La llegada al frente de la Iglesia española de hombres de ideas liberales y antifranquistas como el cardenal Tarancón a partir de los 70 iba a marcar una etapa de enfrentamiento directo de la Iglesia contra el Régimen que hubiera sido inimaginable en los 50. Gracias a la concesión del Concordato sobre los obispos auxiliares muy pronto la mayoría de los obispos fueron opositores al Régimen. Algunos de ellos ya eran marxistas o separatistas vascos o catalanes.
Tanto o más grave aún que todo eso fue que la infiltración anti tradicional en la Iglesia fue el auténtico factor que ha hecho imposible en España la continuación de la cultura y el pensamiento católico tradicional que siempre había sido el sello de nuestra historia. La democracia liberal quedó “sacralizada” y hemos llegado a un estado de apostasía colectiva en nuestro país a principios del siglo XXI, que nuestros antepasados de los siglos XVI y XVII jamás pudieron imaginar ni en la peor de sus pesadillas.
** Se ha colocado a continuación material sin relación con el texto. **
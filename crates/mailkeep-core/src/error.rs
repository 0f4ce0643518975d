//! Error types for credential operations.
//!
//! Every variant names the operation and, where there is one, the account, so
//! callers can render an actionable message without matching on strings. A
//! missing account is not an error: `get` returns `None` and `remove`
//! returns `false`.

use std::fmt;

use thiserror::Error;

use crate::account::ValidationError;
use crate::config::ConfigError;
use crate::secret::SecretError;

/// Credential manager operation, carried in errors for context.
#[derive(Debug, Clone, Copy, PartialEq, Eq)]
pub enum Operation {
    /// Adding or overwriting an account.
    Add,
    /// Fetching credentials.
    Get,
    /// Changing fields of an existing account.
    Update,
    /// Removing an account.
    Remove,
    /// Listing accounts.
    List,
    /// Moving a plaintext password into the secret store.
    Migrate,
}

impl Operation {
    /// Lowercase name of the operation.
    #[must_use]
    pub const fn as_str(&self) -> &'static str {
        match self {
            Self::Add => "add",
            Self::Get => "get",
            Self::Update => "update",
            Self::Remove => "remove",
            Self::List => "list",
            Self::Migrate => "migrate",
        }
    }
}

impl fmt::Display for Operation {
    fn fmt(&self, f: &mut fmt::Formatter<'_>) -> fmt::Result {
        f.write_str(self.as_str())
    }
}

/// Errors that can occur in credential manager operations.
#[derive(Debug, Error)]
pub enum Error {
    /// Writing or deleting a secret failed.
    #[error("{operation} '{account}': failed to update secret store: {source}")]
    SecretStorage {
        /// Operation that failed.
        operation: Operation,
        /// Account name.
        account: String,
        /// Backend failure.
        source: SecretError,
    },

    /// Reading a secret failed for a backend reason.
    #[error("get '{account}': failed to retrieve password: {source}")]
    SecretRetrieval {
        /// Account name.
        account: String,
        /// Backend failure.
        source: SecretError,
    },

    /// The account exists but its secret is missing.
    #[error("password not found in secret store for account '{account}'; re-add the account")]
    PasswordNotFound {
        /// Account name.
        account: String,
    },

    /// Reading or writing the accounts document failed.
    #[error("{operation}{}: {source}", for_account(.account.as_deref()))]
    Config {
        /// Operation that failed.
        operation: Operation,
        /// Account name, if the operation targets one.
        account: Option<String>,
        /// Document failure.
        source: ConfigError,
    },

    /// The account fields were rejected before anything was stored.
    #[error("invalid account '{account}': {}", join_messages(.errors))]
    Validation {
        /// Account name.
        account: String,
        /// Every problem found.
        errors: Vec<ValidationError>,
    },

    /// No functional secret backend could be selected.
    #[error("no usable secret backend: {0}")]
    NoBackend(#[source] SecretError),
}

/// Fieldless category of an [`Error`].
#[derive(Debug, Clone, Copy, PartialEq, Eq)]
pub enum ErrorKind {
    /// See [`Error::SecretStorage`].
    SecretStorage,
    /// See [`Error::SecretRetrieval`].
    SecretRetrieval,
    /// See [`Error::PasswordNotFound`].
    PasswordNotFound,
    /// See [`Error::Config`].
    Config,
    /// See [`Error::Validation`].
    Validation,
    /// See [`Error::NoBackend`].
    NoBackend,
}

impl Error {
    /// Category of this error.
    #[must_use]
    pub const fn kind(&self) -> ErrorKind {
        match self {
            Self::SecretStorage { .. } => ErrorKind::SecretStorage,
            Self::SecretRetrieval { .. } => ErrorKind::SecretRetrieval,
            Self::PasswordNotFound { .. } => ErrorKind::PasswordNotFound,
            Self::Config { .. } => ErrorKind::Config,
            Self::Validation { .. } => ErrorKind::Validation,
            Self::NoBackend(_) => ErrorKind::NoBackend,
        }
    }

    /// Account the error refers to, if any.
    #[must_use]
    pub fn account(&self) -> Option<&str> {
        match self {
            Self::SecretStorage { account, .. }
            | Self::SecretRetrieval { account, .. }
            | Self::PasswordNotFound { account }
            | Self::Validation { account, .. } => Some(account),
            Self::Config { account, .. } => account.as_deref(),
            Self::NoBackend(_) => None,
        }
    }
}

fn for_account(account: Option<&str>) -> String {
    account.map(|a| format!(" '{a}'")).unwrap_or_default()
}

fn join_messages(errors: &[ValidationError]) -> String {
    errors
        .iter()
        .map(ValidationError::message)
        .collect::<Vec<_>>()
        .join("; ")
}

/// Result type alias using our Error type.
pub type Result<T> = std::result::Result<T, Error>;

#[cfg(test)]
#[allow(clippy::unwrap_used)]
mod tests {
    use super::*;

    #[test]
    fn config_error_names_operation_and_account() {
        let err = Error::Config {
            operation: Operation::Add,
            account: Some("work".into()),
            source: ConfigError::NoConfigDir,
        };
        assert_eq!(
            err.to_string(),
            "add 'work': could not determine the user configuration directory"
        );
        assert_eq!(err.kind(), ErrorKind::Config);
        assert_eq!(err.account(), Some("work"));
    }

    #[test]
    fn config_error_without_account() {
        let err = Error::Config {
            operation: Operation::List,
            account: None,
            source: ConfigError::NoConfigDir,
        };
        assert!(err.to_string().starts_with("list: "));
        assert_eq!(err.account(), None);
    }

    #[test]
    fn validation_lists_every_problem() {
        let err = Error::Validation {
            account: "work".into(),
            errors: vec![ValidationError::EmptyUsername, ValidationError::EmptyServer],
        };
        assert_eq!(
            err.to_string(),
            "invalid account 'work': Username is required; IMAP server is required"
        );
    }

    #[test]
    fn secret_errors_keep_their_source() {
        use std::error::Error as _;

        let err = Error::SecretRetrieval {
            account: "work".into(),
            source: SecretError::Backend {
                backend: "test",
                reason: "boom".into(),
            },
        };
        assert_eq!(err.kind(), ErrorKind::SecretRetrieval);
        assert!(err.source().is_some());
    }
}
El objetivo de Franco, como buen católico, de que la Iglesia tuviera todos los medios y la colaboración del Estado para que pudiera llevar a cabo su función de educar a los españoles por y para el catolicismo para facilitar la salvación eterna de sus almas se acabó transformando en algo muy distinto. Pero en última instancia como escribiría el Almirante Carrero al cardenal Tarancón a principios de los 70, “tal vez la Iglesia haya olvidado (lo que debía a Franco y sus hombres) pero Dios no olvida”.
Dramático Concordato. Se demuestra como la astucia diabólica puede, tristemente, convertir obras hechas con las mejores intenciones en instrumentos de destrucción y desolación.